- [EXERCISE AIM] Check each line of the records for "RangeInclusive"; collect those that have it.

- [TASK INPUTS]

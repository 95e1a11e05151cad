//! The Radio Interface
//!
//! This module defines the `Radio` trait, the capability interface a
//! broadcaster needs from its wireless stack. There is one method per
//! bring-up step, plus `send` for the broadcast loop. Implementors may be:
//!
//! * A vendor ESP-NOW stack on a Wi-Fi microcontroller
//! * A simulated air over UDP on a host (see the `udp` feature)
//! * A recording test double
//!
//! Each method is a one-time, local configuration call. Implementors report
//! failure through `Self::Error`; the caller decides whether that failure is
//! fatal (bring-up) or merely logged (sending).

use core::fmt;
use core::ops::RangeInclusive;

use heapless::{
    spsc::{Consumer, Producer, Queue},
    Vec,
};

/// Largest payload carried by a single ESP-NOW frame
pub const MAX_PAYLOAD_LEN: usize = 250;

/// Number of slots in the inbound frame queue
///
/// The queue holds one less frame than this.
pub const FRAME_QUEUE_SLOTS: usize = 9;

/// Channels usable without an explicit country configuration
pub const DEFAULT_REGULATORY_RANGE: RangeInclusive<u8> = 1..=13;

/// Queue carrying frames from the radio context to the main loop
pub type FrameQueue = Queue<InboundFrame, FRAME_QUEUE_SLOTS>;

/// The main-loop half of a `FrameQueue`
pub type FrameDrain = Consumer<'static, InboundFrame, FRAME_QUEUE_SLOTS>;

/// A six byte hardware (MAC) address
#[derive(Debug, Clone, Copy, PartialEq, Eq, Hash)]
#[cfg_attr(feature = "defmt", derive(defmt::Format))]
#[cfg_attr(feature = "serde", derive(serde::Serialize, serde::Deserialize))]
pub struct MacAddress(pub [u8; 6]);

impl MacAddress {
    /// The reserved all-ones address, delivered to every listener
    pub const BROADCAST: MacAddress = MacAddress([0xFF; 6]);

    pub const fn new(octets: [u8; 6]) -> Self {
        Self(octets)
    }

    pub const fn octets(&self) -> [u8; 6] {
        self.0
    }

    pub fn is_broadcast(&self) -> bool {
        *self == Self::BROADCAST
    }
}

/// Formats as `AA-BB-CC-DD-EE-FF`
impl fmt::Display for MacAddress {
    fn fmt(&self, f: &mut fmt::Formatter<'_>) -> fmt::Result {
        for (i, octet) in self.0.iter().enumerate() {
            if i != 0 {
                f.write_str("-")?;
            }
            write!(f, "{:02X}", octet)?;
        }
        Ok(())
    }
}

/// A Wi-Fi channel number, 1 through 14
#[derive(Debug, Clone, Copy, PartialEq, Eq, PartialOrd, Ord)]
#[cfg_attr(feature = "defmt", derive(defmt::Format))]
pub struct Channel(u8);

impl Channel {
    pub const MIN: u8 = 1;
    pub const MAX: u8 = 14;

    pub const fn new(number: u8) -> Option<Self> {
        if number >= Self::MIN && number <= Self::MAX {
            Some(Self(number))
        } else {
            None
        }
    }

    pub const fn number(&self) -> u8 {
        self.0
    }

    /// Can this channel be used without configuring a country first?
    pub const fn in_default_range(&self) -> bool {
        self.0 >= *DEFAULT_REGULATORY_RANGE.start() && self.0 <= *DEFAULT_REGULATORY_RANGE.end()
    }
}

#[derive(Debug, Clone, Copy, PartialEq, Eq)]
#[cfg_attr(feature = "defmt", derive(defmt::Format))]
pub enum CountryPolicy {
    /// Follow the country advertised by a connected access point
    Auto,

    /// Always use the configured channel range
    Manual,
}

/// Regulatory region metadata
#[derive(Debug, Clone, Copy, PartialEq, Eq)]
#[cfg_attr(feature = "defmt", derive(defmt::Format))]
pub struct Country {
    /// ISO 3166 alpha-2 code, e.g. `*b"JP"`
    pub code: [u8; 2],
    pub first_channel: u8,
    pub channel_count: u8,
    pub policy: CountryPolicy,
}

impl Country {
    /// Japan permits channel 14
    pub const JAPAN: Country = Country {
        code: *b"JP",
        first_channel: 1,
        channel_count: 14,
        policy: CountryPolicy::Manual,
    };

    /// The last channel this region permits
    pub const fn last_channel(&self) -> u8 {
        self.first_channel.saturating_add(self.channel_count).saturating_sub(1)
    }

    pub const fn permits(&self, channel: Channel) -> bool {
        self.channel_count > 0
            && channel.number() >= self.first_channel
            && channel.number() <= self.last_channel()
    }

    /// Is this a range a radio could actually be configured with?
    pub const fn is_well_formed(&self) -> bool {
        self.first_channel >= Channel::MIN
            && self.channel_count > 0
            && self.last_channel() <= Channel::MAX
    }

    pub fn code_str(&self) -> &str {
        core::str::from_utf8(&self.code).unwrap_or("??")
    }
}

/// The protocol role a station registers as
#[derive(Debug, Clone, Copy, PartialEq, Eq)]
#[cfg_attr(feature = "defmt", derive(defmt::Format))]
#[cfg_attr(feature = "serde", derive(serde::Serialize, serde::Deserialize))]
pub enum Role {
    Idle,
    Controller,
    Slave,
    /// Both sends and receives
    Combo,
}

/// A peer registered with the protocol stack
#[derive(Debug, Clone, Copy, PartialEq, Eq)]
#[cfg_attr(feature = "defmt", derive(defmt::Format))]
pub struct PeerInfo {
    pub address: MacAddress,
    pub role: Role,
    pub channel: Channel,

    /// Local master key, `None` for unencrypted peers
    pub key: Option<[u8; 16]>,
}

impl PeerInfo {
    /// The unencrypted all-listeners peer on `channel`
    pub const fn broadcast(channel: Channel) -> Self {
        Self {
            address: MacAddress::BROADCAST,
            role: Role::Combo,
            channel,
            key: None,
        }
    }
}

/// A frame received from another station
#[derive(Debug, Clone, PartialEq, Eq)]
pub struct InboundFrame {
    pub src: MacAddress,
    pub payload: Vec<u8, MAX_PAYLOAD_LEN>,
}

impl InboundFrame {
    /// Returns `None` if `data` is longer than `MAX_PAYLOAD_LEN`
    pub fn new(src: MacAddress, data: &[u8]) -> Option<Self> {
        Vec::from_slice(data)
            .ok()
            .map(|payload| InboundFrame { src, payload })
    }
}

/// The radio-side half of a `FrameQueue`
///
/// Handed to the radio at bring-up. Frames that don't fit are dropped and
/// counted, never blocked on.
pub struct FrameSink {
    producer: Producer<'static, InboundFrame, FRAME_QUEUE_SLOTS>,
    dropped: u32,
}

impl FrameSink {
    pub fn new(producer: Producer<'static, InboundFrame, FRAME_QUEUE_SLOTS>) -> Self {
        Self {
            producer,
            dropped: 0,
        }
    }

    /// Enqueue one received frame, returning `false` if it was dropped
    pub fn push(&mut self, src: MacAddress, data: &[u8]) -> bool {
        let frame = match InboundFrame::new(src, data) {
            Some(frame) => frame,
            None => {
                self.dropped = self.dropped.saturating_add(1);
                warn!("Oversized frame dropped: {} bytes", data.len());
                return false;
            }
        };

        match self.producer.enqueue(frame) {
            Ok(()) => true,
            Err(_) => {
                self.dropped = self.dropped.saturating_add(1);
                warn!("Inbound queue full, {} frames dropped", self.dropped);
                false
            }
        }
    }

    /// Frames dropped since creation
    pub fn dropped(&self) -> u32 {
        self.dropped
    }
}

/// Split a statically allocated queue into its radio and main-loop halves
pub fn split_frame_queue(queue: &'static mut FrameQueue) -> (FrameSink, FrameDrain) {
    let (producer, consumer) = queue.split();
    (FrameSink::new(producer), consumer)
}

/// A trait for defining the wireless stack used by a broadcaster
pub trait Radio {
    type Error: fmt::Debug;

    /// Put the interface into a mode the broadcast protocol can use
    ///
    /// Failure here is reported but not fatal.
    fn prepare_interface(&mut self) -> Result<(), Self::Error> {
        Ok(())
    }

    /// Apply regulatory region metadata
    fn set_country(&mut self, country: &Country) -> Result<(), Self::Error>;

    /// Tune the radio to `channel`
    fn set_channel(&mut self, channel: Channel) -> Result<(), Self::Error>;

    /// Start the broadcast protocol on top of the tuned radio
    fn init_protocol(&mut self) -> Result<(), Self::Error>;

    fn set_role(&mut self, role: Role) -> Result<(), Self::Error>;

    fn add_peer(&mut self, peer: &PeerInfo) -> Result<(), Self::Error>;

    /// Register where received frames go
    ///
    /// The radio must only ever `push` into the sink; it must not block.
    fn register_receiver(&mut self, sink: FrameSink) -> Result<(), Self::Error>;

    /// Transmit one frame. Delivery is not confirmed.
    fn send(&mut self, dest: &MacAddress, payload: &[u8]) -> Result<(), Self::Error>;

    /// Move pending received frames into the registered sink
    ///
    /// Stacks that deliver from their own interrupt context can leave this
    /// empty.
    fn service(&mut self) {}
}

#[cfg(test)]
mod test {
    use super::*;
    use std::boxed::Box;
    use std::format;

    #[test]
    fn mac_display() {
        let mac = MacAddress::new([0xAA, 0xBB, 0x0C, 0x01, 0x00, 0xFF]);
        assert_eq!(format!("{}", mac), "AA-BB-0C-01-00-FF");
        assert_eq!(format!("{}", MacAddress::BROADCAST), "FF-FF-FF-FF-FF-FF");
        assert!(MacAddress::BROADCAST.is_broadcast());
        assert!(!mac.is_broadcast());
    }

    #[test]
    fn channel_bounds() {
        assert!(Channel::new(0).is_none());
        assert!(Channel::new(15).is_none());
        assert_eq!(Channel::new(1).map(|c| c.number()), Some(1));

        assert!(Channel::new(6).unwrap().in_default_range());
        assert!(Channel::new(13).unwrap().in_default_range());
        assert!(!Channel::new(14).unwrap().in_default_range());
    }

    #[test]
    fn country_ranges() {
        let ch14 = Channel::new(14).unwrap();
        assert_eq!(Country::JAPAN.last_channel(), 14);
        assert!(Country::JAPAN.permits(ch14));
        assert!(Country::JAPAN.is_well_formed());
        assert_eq!(Country::JAPAN.code_str(), "JP");

        let us = Country {
            code: *b"US",
            first_channel: 1,
            channel_count: 11,
            policy: CountryPolicy::Manual,
        };
        assert!(!us.permits(ch14));
        assert!(us.permits(Channel::new(11).unwrap()));

        let bogus = Country {
            channel_count: 20,
            ..Country::JAPAN
        };
        assert!(!bogus.is_well_formed());
    }

    #[test]
    fn broadcast_peer() {
        let ch = Channel::new(14).unwrap();
        let peer = PeerInfo::broadcast(ch);
        assert_eq!(peer.address.octets(), [0xFF; 6]);
        assert_eq!(peer.channel, ch);
        assert_eq!(peer.role, Role::Combo);
        assert!(peer.key.is_none());
    }

    #[test]
    fn sink_drops_when_full() {
        let queue: &'static mut FrameQueue = Box::leak(Box::new(FrameQueue::new()));
        let (mut sink, mut drain) = split_frame_queue(queue);
        let src = MacAddress::new([1, 2, 3, 4, 5, 6]);

        for i in 0..(FRAME_QUEUE_SLOTS - 1) {
            assert!(sink.push(src, &[i as u8]));
        }
        assert!(!sink.push(src, &[0xEE]));
        assert_eq!(sink.dropped(), 1);

        let first = drain.dequeue().unwrap();
        assert_eq!(first.src, src);
        assert_eq!(&first.payload[..], &[0]);

        // One slot freed
        assert!(sink.push(src, &[0xEE]));
        assert_eq!(sink.dropped(), 1);
    }

    #[test]
    fn sink_rejects_oversized() {
        let queue: &'static mut FrameQueue = Box::leak(Box::new(FrameQueue::new()));
        let (mut sink, mut drain) = split_frame_queue(queue);

        let big = [0u8; MAX_PAYLOAD_LEN + 1];
        assert!(!sink.push(MacAddress::BROADCAST, &big));
        assert_eq!(sink.dropped(), 1);
        assert!(drain.dequeue().is_none());

        let max = [0u8; MAX_PAYLOAD_LEN];
        assert!(sink.push(MacAddress::BROADCAST, &max));
        assert_eq!(drain.dequeue().unwrap().payload.len(), MAX_PAYLOAD_LEN);
    }
}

- [RESULT]
use core::ops::RangeInclusive;
pub const DEFAULT_REGULATORY_RANGE: RangeInclusive<u8> = 1..=13;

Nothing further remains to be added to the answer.